À l’aube d’Halloween, les monstres sont de sortie. Ils ressuscitent à travers les costumes effroyables ou autour d’histoires anxiogènes racontées la lampe sous le menton. Cette année, sorcières, vampires, loups-garous et zombies ont de la concurrence. D’autres créatures surnaturelles, qui animent mythes et légendes, sont aussi conviées à ce grand bal de l’horreur et leur genre se conjugue au féminin. Elles suscitent des frissons rien qu’à leur évocation.
De la gorgone Médusa et sa tête couverte de serpents, à Némésis, déesse ailée considérée comme la vengeance incarnée en passant par les Furies, les vierges impitoyables qui punissent les criminels… les monstres féminins habitent ces textes anciens. Qu’elles soient déesses, esprits ou monstres, ces femmes mythologiques ont fait trembler plus d’un homme par leur pouvoir et leur nature insaisissable. Elles ressortent des livres poussiéreux pour dresser les poils et donner une leçon à la gent masculine !
Némésis, la déesse de la vengeance divine
Au premier abord, Némésis n’éveille pas vraiment la crainte. Elle n’a pas le physique répugnant ordinairement attribué aux monstres. Perchée sur des ailes immaculées et dépeinte avec un visage pur semblable à celui d’un ange, elle paraît inoffensive. Mais les apparences sont parfois trompeuses. Dans la mythologie grecque, Némésis incarne une justice froide et implacable. C’est la personnification du châtiment.
Némésis est celle qui rétablit l’équilibre quand les hommes se croient supérieurs. « Fléau des hommes mortels », c’est ainsi que Hésiode la présente dans Théogonie. Balance dans une main et épée dans l’autre, elle part aux trousses de ceux qui ont des excès d’égo. C’est d’ailleurs elle qui a fait sombrer Narcisse, l’homme amoureux de son reflet, et qui l’a poussé à sa propre perte.
La peur qu’elle suscite vient de son impartialité : personne, pas même les puissants dieux de l’Olympe, ne peut échapper à son jugement. Elle fait régner l’ordre et ramène les Hommes à la raison, qu’importe leur grade. Elle a même eu le culot de recaler Zeus, un peu trop entreprenant à son goût. Pour ne pas se faire réprimander par ce dieu tout puissant, elle s’est même transformée en oie. Némésis n’est pas un monstre dans sa définition pure, mais elle fait partie des montres féminins les plus respectés de la mythologie.
Baba Yaga, la sorcière des forêts noires
Créature sortie de la mythologie slave, la Baba Yaga a de quoi figer le sang des petits et des grands. Reprise sous une forme plus candide dans « Le Voyage de Chihiro », elle n’est pas aussi sympathique que la sorcière Yububa revisitée par Miyazaki. Rien qu’à la description, elle lève les poils et provoque l’effroi général. La Baba Yaga est une vieille dame au corps squelettique, aux dents de fer et au nez tranchant.

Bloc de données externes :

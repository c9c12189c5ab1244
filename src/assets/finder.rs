// Static file finders
// Enumerate candidate files for collection

use super::builder::AssetBuilder;
use crate::error::Result;
use globset::{Glob, GlobSet, GlobSetBuilder};
use std::path::PathBuf;
use walkdir::WalkDir;

/// A file found by a finder
#[derive(Debug, Clone, PartialEq, Eq)]
pub struct FoundFile {
    /// Path relative to the finder's root, used as the collected path
    pub relative: PathBuf,
    pub absolute: PathBuf,
}

pub trait StaticFinder {
    /// List candidate files, skipping entries whose name is in `ignore`
    fn list(&self, ignore: &GlobSet) -> Result<Vec<FoundFile>>;
}

/// Compile shell-style ignore patterns (`CVS`, `.*`, `*~`)
pub fn ignore_set(patterns: &[String]) -> Result<GlobSet> {
    let mut builder = GlobSetBuilder::new();
    for pattern in patterns {
        builder.add(Glob::new(pattern)?);
    }
    Ok(builder.build()?)
}

/// Walks a set of root directories
#[derive(Debug, Clone)]
pub struct FileSystemFinder {
    roots: Vec<PathBuf>,
}

impl FileSystemFinder {
    pub const fn new(roots: Vec<PathBuf>) -> Self {
        Self { roots }
    }
}

impl StaticFinder for FileSystemFinder {
    fn list(&self, ignore: &GlobSet) -> Result<Vec<FoundFile>> {
        let mut found = Vec::new();
        for root in self.roots.iter().filter(|r| r.is_dir()) {
            // Patterns apply to names below the root, never the root itself
            let walker = WalkDir::new(root)
                .sort_by_file_name()
                .into_iter()
                .filter_entry(|e| e.depth() == 0 || !ignore.is_match(e.file_name()));

            for entry in walker {
                let entry = entry?;
                if entry.file_type().is_dir() {
                    continue;
                }
                let Ok(relative) = entry.path().strip_prefix(root) else {
                    continue;
                };
                found.push(FoundFile {
                    relative: relative.to_path_buf(),
                    absolute: entry.path().to_path_buf(),
                });
            }
        }
        Ok(found)
    }
}

/// Runs the asset build before listing its output directory
pub struct CompileFinder<B: AssetBuilder> {
    builder: B,
    output: FileSystemFinder,
}

impl<B: AssetBuilder> CompileFinder<B> {
    pub fn new(builder: B, output_dir: PathBuf) -> Self {
        Self {
            builder,
            output: FileSystemFinder::new(vec![output_dir]),
        }
    }
}

impl<B: AssetBuilder> StaticFinder for CompileFinder<B> {
    fn list(&self, ignore: &GlobSet) -> Result<Vec<FoundFile>> {
        self.builder.build()?;
        self.output.list(ignore)
    }
}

Elle vit dans une maison dressée sur des pattes de poulet et sillonne les paysages de l’Est européen. Elle ne se déplace pas avec un simple balai en paille comme les sorcières conventionnelles. Baba Yaga traverse le ciel, accompagnée d’un mortier et d’un pilon. Les villageois la craignent comme le loup blanc. Ceux qui daignent se mettre en travers de son chemin risquent de se faire dévorer tout cru ou de servir pour ses futures potions. Même si elle vit en ermite, la Baba Yaga n’œuvre pas seule. Elle a toute une armée de forces maléfiques à ses côtés. C’est un des monstres féminins à évoquer lors des soirées trouilles.
Médusa, la redoutable Gorgone
Au-delà d’être un des monstres féminins les plus populaires, Médusa est aussi une icône féministe, croisée parfois sous le hashtag #MeToo. L’histoire de Médusa fait tristement écho à l’actualité du 21e siècle. Prêtresse d’Athéna dotée d’une beauté envoûtante, Médusa s’est faite violée par Poséidon dans un temple à l’effigie de la déesse. Furieuse, Athéna décide de la condamner une deuxième fois. Elle lui jette un sort irrémédiable qui la métamorphose à tout jamais en Gorgone. Médusa, victime de l’indicible, se retrouve alors emprisonnée dans un corps hybride avec des serpents dressés sur le crâne.
Mais dans son malheur, elle hérite d’un puissant pouvoir. Elle peut pétrifier quiconque croise son regard. Symbole de la beauté corrompue et de la vengeance divine, elle succombe aux coups de Persée. Le héros grec la décapite d’un revers d’épée et tend sa tête comme un trophée. Ensuite, il s’en sert de façon stratégique pour figer ses ennemis. Encore plus glauque que tous les scénarios de films d’horreur.
Lilith, démon rebelle contre l’autorité masculine
Lilith appartient à deux traditions. L’une l’associe à un mythe sumérien et l’autre à une légende juive. Souvent dépeinte comme la première femme d’Adam, Lilith a précédé Ève dans le Jardin d’Eden. Alors que sa successeuse porte désormais l’étiquette de la pécheresse, Lilith, elle, ne s’est pas laissée faire sous le pommier. Créée en même tant qu’Adam, elle n’a pas apprécié que monsieur se prenne pour un être supérieur. Alors, elle a pris la fuite de son plein gré et abandonné celui avec qui elle devait bâtir l’humanité. Elle a fini par batifoler avec des démons.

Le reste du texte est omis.